Gene transcription is an essential and highly regulated process. In eukaryotic cells, the structural organization of nucleosomes with DNA wrapped around histone proteins impedes transcription. Chromatin remodelers, transcription factors, co-activators, and histone-modifying enzymes work together to make DNA accessible to RNA polymerase. Histone lysine methylation can positively or negatively regulate gene transcription. Methylation of histone 3 lysine 4 by SET-domain-containing proteins is evolutionarily conserved from yeast to humans. In higher eukaryotes, mutations in SET-domain proteins are associated with defects in the development and segmentation of embryos, skeletal and muscle development, and diseases, including several leukemias. Since histone methyltransferases are evolutionarily conserved, the mechanisms of gene regulation mediated by these enzymes are also conserved. Budding yeast Saccharomyces cerevisiae is an excellent model system to study the impact of histone 3 lysine 4 (H3K4) methylation on eukaryotic gene regulation.
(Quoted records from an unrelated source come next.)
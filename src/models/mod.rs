//! Timetabling domain models.
//!
//! Provides the value types for describing a timetabling problem
//! (the [`Catalog`]) and a candidate solution ([`Schedule`]).
//!
//! # Domain Mappings
//!
//! | u-timetable | University | School | Conference |
//! |-------------|------------|--------|------------|
//! | Course | Lecture | Class | Session |
//! | Teacher | Lecturer | Teacher | Speaker |
//! | Room | Lecture Hall | Classroom | Track Room |
//! | Timeslot | Period | Lesson Slot | Time Block |

mod catalog;
mod schedule;

pub use catalog::Catalog;
pub use schedule::{Assignment, Conflict, ConflictKind, Schedule};
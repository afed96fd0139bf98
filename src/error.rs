//! Crate error type.

use crate::validation::ValidationError;

/// Errors returned by the timetabling GA.
///
/// The loop itself cannot fail; every error is raised before the first
/// generation is built.
#[derive(Debug, Clone, PartialEq, thiserror::Error)]
pub enum Error {
    /// Catalog or configuration failed validation.
    #[error("invalid configuration: {}", join(.0))]
    Configuration(Vec<ValidationError>),
}

/// Result alias for this crate.
pub type Result<T> = std::result::Result<T, Error>;

impl From<Vec<ValidationError>> for Error {
    fn from(errors: Vec<ValidationError>) -> Self {
        Error::Configuration(errors)
    }
}

impl Error {
    /// The individual validation failures.
    pub fn validation_errors(&self) -> &[ValidationError] {
        match self {
            Error::Configuration(errors) => errors,
        }
    }
}

fn join(errors: &[ValidationError]) -> String {
    errors
        .iter()
        .map(|e| e.message.as_str())
        .collect::<Vec<_>>()
        .join("; ")
}
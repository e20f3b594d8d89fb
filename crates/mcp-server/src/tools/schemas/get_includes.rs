use rmcp::schemars;
use serde::Deserialize;

#[derive(Debug, Deserialize, schemars::JsonSchema)]
pub struct GetIncludesRequest {
    #[schemars(description = "Path to the C/C++ source file.")]
    pub file_path: String,
}
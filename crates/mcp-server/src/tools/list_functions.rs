use clangd_toolchain::{run_command, split_lines, truncate_chars, ToolchainConfig};
use once_cell::sync::Lazy;
use regex::Regex;
use std::path::Path;

use super::util::{file_not_found, read_source};

const MAX_LISTED_FUNCTIONS: usize = 80;
const MAX_SIGNATURE_CHARS: usize = 120;
const HEURISTIC_NOTE: &str = "regex-based, may miss some";

/// Single-line signature, optionally `const`, optionally opening a body.
static FUNCTION_SIGNATURE: Lazy<Regex> = Lazy::new(|| {
    Regex::new(r"^[\w:*&<>\s]+\s+(\w[\w:]*)\s*\([^)]*\)\s*(const)?\s*\{?\s*$")
        .expect("function pattern is valid")
});

const CONTROL_KEYWORDS: &[&str] = &["if", "for", "while", "switch", "return", "else"];

/// A function found either by ctags (`name (L12)`) or by the fallback scan (`L12: line`).
#[derive(Debug, Clone, PartialEq, Eq)]
pub(super) struct FunctionEntry {
    pub(super) label: String,
    pub(super) location: String,
}

impl FunctionEntry {
    fn render_tag(&self) -> String {
        format!("  {} ({})", self.label, self.location)
    }

    fn render_scanned(&self) -> String {
        format!("  {}: {}", self.location, self.label)
    }
}

/// Parse `ctags -o -` output: `name<TAB>file<TAB>excmd<TAB>kind<TAB>line:N ...`.
pub(super) fn parse_ctags_output(output: &str) -> Vec<FunctionEntry> {
    output
        .lines()
        .filter(|line| !line.starts_with('!') && !line.trim().is_empty())
        .filter_map(|line| {
            let parts: Vec<&str> = line.split('\t').collect();
            if parts.len() < 4 {
                return None;
            }
            let location = parts[3..]
                .iter()
                .find_map(|field| field.strip_prefix("line:"))
                .map(|n| format!("L{n}"))
                .unwrap_or_else(|| parts[3].to_string());
            Some(FunctionEntry {
                label: parts[0].to_string(),
                location,
            })
        })
        .collect()
}

/// Heuristic line scan used when ctags is unavailable.
pub(super) fn scan_function_signatures(text: &str) -> Vec<FunctionEntry> {
    let mut funcs = Vec::new();
    for (idx, line) in split_lines(text).enumerate() {
        let stripped = line.trim();
        if stripped.starts_with("//") || stripped.starts_with("/*") {
            continue;
        }
        let Some(caps) = FUNCTION_SIGNATURE.captures(stripped) else {
            continue;
        };
        if CONTROL_KEYWORDS.contains(&&caps[1]) {
            continue;
        }
        funcs.push(FunctionEntry {
            label: truncate_chars(stripped, MAX_SIGNATURE_CHARS).to_string(),
            location: format!("L{}", idx + 1),
        });
    }
    funcs
}

async fn list_with_ctags(config: &ToolchainConfig, file_path: &str) -> Option<Vec<FunctionEntry>> {
    let cmd = vec![
        config.ctags.clone(),
        "--fields=+n".to_string(),
        "-o".to_string(),
        "-".to_string(),
        "--c++-kinds=fp".to_string(),
        file_path.to_string(),
    ];
    let result = run_command(&cmd, None, config.timeouts.ctags()).await;
    if !result.success() || result.stdout.trim().is_empty() {
        log::debug!("ctags unavailable for {file_path}: {}", result.stderr.trim());
        return None;
    }
    let funcs = parse_ctags_output(&result.stdout);
    (!funcs.is_empty()).then_some(funcs)
}

pub(super) async fn compute_list_functions_report(
    config: &ToolchainConfig,
    file_path: &str,
) -> String {
    if !Path::new(file_path).exists() {
        return file_not_found(file_path);
    }

    if let Some(funcs) = list_with_ctags(config, file_path).await {
        let lines: Vec<String> = funcs.iter().map(FunctionEntry::render_tag).collect();
        return format!("Functions in {file_path}:\n{}", lines.join("\n"));
    }

    let text = match read_source(file_path) {
        Ok(text) => text,
        Err(message) => return message,
    };
    let funcs = scan_function_signatures(&text);
    if funcs.is_empty() {
        return format!("No functions found in {file_path} ({HEURISTIC_NOTE})");
    }
    let lines: Vec<String> = funcs
        .iter()
        .take(MAX_LISTED_FUNCTIONS)
        .map(FunctionEntry::render_scanned)
        .collect();
    format!(
        "Functions in {file_path} ({}, {HEURISTIC_NOTE}):\n{}",
        funcs.len(),
        lines.join("\n")
    )
}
Unlike larger eukaryotes, yeast cells have only one enzyme that catalyzes H3K4 methylation, Set1. In this review, we summarize current knowledge about the impact of Set1-catalyzed H3K4 methylation on gene transcription in S. cerevisiae. We describe the COMPASS complex, factors that influence H3K4 methylation, and the roles of Set1 in gene silencing at telomeres and heterochromatin, as well as repression and activation at euchromatic loci. We also discuss proteins that "read" H3K4 methyl marks to regulate transcription and summarize alternate functions for Set1 beyond H3K4 methylation.